All too often such imperatives border on an injunction not merely to engage sensitively and carefully but to defer to the concerns of black people—all the while essentializing them into a homogeneous group. Like any massively diverse group of individuals, however, black people are of many different minds regarding qualifications for black racial membership. Consider, among others, Adolph Reed Jr (2015), Camille Gear Rich (2015), and Ann Morning (2017)—all black scholars who have expressed more sympathetic positions on transracialism.

This is important to remember – we don’t just choose specific voices within a group, but we can also defer to them rather than engage with them. This isn’t how we should do theory. I think Tuvel is a prominent advocate for transgender and transracial people, but here she makes clear that when we advocate for them we need to not only be careful about whose lived experience we choose to privilege, but how we engage with it.
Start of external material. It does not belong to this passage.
pub mod condition;
pub mod participant;

pub use condition::{read_condition_csv, ColumnSpec};
pub use participant::{list_participants, locate_condition_files, ConditionFiles, Participant};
Tuvel follows this with a dismissal of an argument that people could self-identify as centaurs (which gives the heading of this post), leading to the kind of excellent statement that can only be found in the best journals: “Centaurs, however, are not an actual ‘human kind’ (see Mallon 2016)”. The reference here is: Mallon, Ron. 2016. The Construction of Human Kinds. New York: Oxford. It appears that the academy has dealt extensively with the nature of centaurs, and concluded they aren’t human. What about the lived experience of Actual Centaurs?! How are we to incorporate this into our work?! And has Mallon considered the possibility that centaurs aren’t just not a “human kind”, but actually don’t exist? It’s good to know that philosophy is covering the important issues!
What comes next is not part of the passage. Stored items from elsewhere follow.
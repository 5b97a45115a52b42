use anyhow::{anyhow, Context, Result};
use csv::{ReaderBuilder, StringRecord, Trim};
use serde::{Deserialize, Serialize};
use std::path::Path;

use crate::signal::{SampleRow, SignalTable};

/// Names of the non-channel columns in a condition file.
#[derive(Debug, Clone, PartialEq, Eq, Serialize, Deserialize)]
pub struct ColumnSpec {
    pub sample: String,
    pub marker: String,
}

impl Default for ColumnSpec {
    fn default() -> Self {
        Self {
            sample: "sample".into(),
            marker: "type".into(),
        }
    }
}

/// Load a congruent/incongruent condition CSV. Every column other than the sample and
/// marker columns is treated as a channel.
pub fn read_condition_csv(path: &Path, columns: &ColumnSpec) -> Result<SignalTable> {
    let mut reader = ReaderBuilder::new()
        .has_headers(true)
        .trim(Trim::All)
        .from_path(path)
        .with_context(|| format!("opening {}", path.display()))?;
    let headers = reader.headers().context("reading header")?.clone();
    let sample_idx = locate_column(&headers, &columns.sample)?;
    let marker_idx = locate_column(&headers, &columns.marker)?;
    let channel_idx: Vec<usize> = (0..headers.len())
        .filter(|idx| *idx != sample_idx && *idx != marker_idx)
        .collect();
    let mut table = SignalTable::new(
        channel_idx
            .iter()
            .map(|idx| headers[*idx].to_string())
            .collect(),
    );
    for (line, result) in reader.records().enumerate() {
        let record = result.with_context(|| format!("reading record {}", line + 1))?;
        table
            .rows
            .push(parse_row(&record, &headers, sample_idx, marker_idx, &channel_idx)
                .with_context(|| format!("{} row {}", path.display(), line + 1))?);
    }
    Ok(table)
}

fn parse_row(
    record: &StringRecord,
    headers: &StringRecord,
    sample_idx: usize,
    marker_idx: usize,
    channel_idx: &[usize],
) -> Result<SampleRow> {
    let sample_str = record
        .get(sample_idx)
        .ok_or_else(|| anyhow!("missing sample column"))?;
    let sample = parse_sample_index(sample_str)
        .with_context(|| format!("parsing sample index {}", sample_str))?;
    let marker = record
        .get(marker_idx)
        .ok_or_else(|| anyhow!("missing marker column"))?
        .to_string();
    let mut values = Vec::with_capacity(channel_idx.len());
    for idx in channel_idx {
        let raw = record
            .get(*idx)
            .ok_or_else(|| anyhow!("missing channel column '{}'", &headers[*idx]))?;
        let value = raw
            .parse::<f64>()
            .with_context(|| format!("channel '{}' is not numeric: {}", &headers[*idx], raw))?;
        values.push(value);
    }
    Ok(SampleRow {
        sample,
        marker,
        values,
    })
}

/// Sample indices are written either as integers or as integral floats ("3.0").
fn parse_sample_index(raw: &str) -> Result<usize> {
    if let Ok(value) = raw.parse::<usize>() {
        return Ok(value);
    }
    let value: f64 = raw.parse()?;
    if value < 0.0 || value.fract() != 0.0 {
        anyhow::bail!("not a non-negative integer");
    }
    Ok(value as usize)
}

fn locate_column(headers: &StringRecord, requested: &str) -> Result<usize> {
    headers
        .iter()
        .position(|name| name.eq_ignore_ascii_case(requested))
        .ok_or_else(|| anyhow!("missing column '{}'", requested))
}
I would also commend to everyone the section of Tuvel’s response on “Inclusive identities” and the last paragraph of her section on “Analytical Methodology”.  Here she attacks the notion that race should be biologically determined, or based only on ancestry, and makes the important point that a person with no allegiance to black people or culture can be considered to have a more valid voice on blackness than a white person raised in a black community (like Dolezal was) if they have “one drop” of black blood. These kinds of ideas have been used simultaneously to define and destroy indigenous communities over many years, and they are very very dangerous. I would argue that just from a practical political, bloody-minded point of view, it is much much easier to maintain a political campaign for equal representation of Indigenous peoples if you allow self-identification than if you demand arbitrary biological definitions of race. The imperial powers that sought to destroy Indigenous peoples can’t destroy a people whose boundaries they can’t police! [Well, they can – but it’s harder, and at some point they’ll have to deal with the Indigenous people in their own institutions].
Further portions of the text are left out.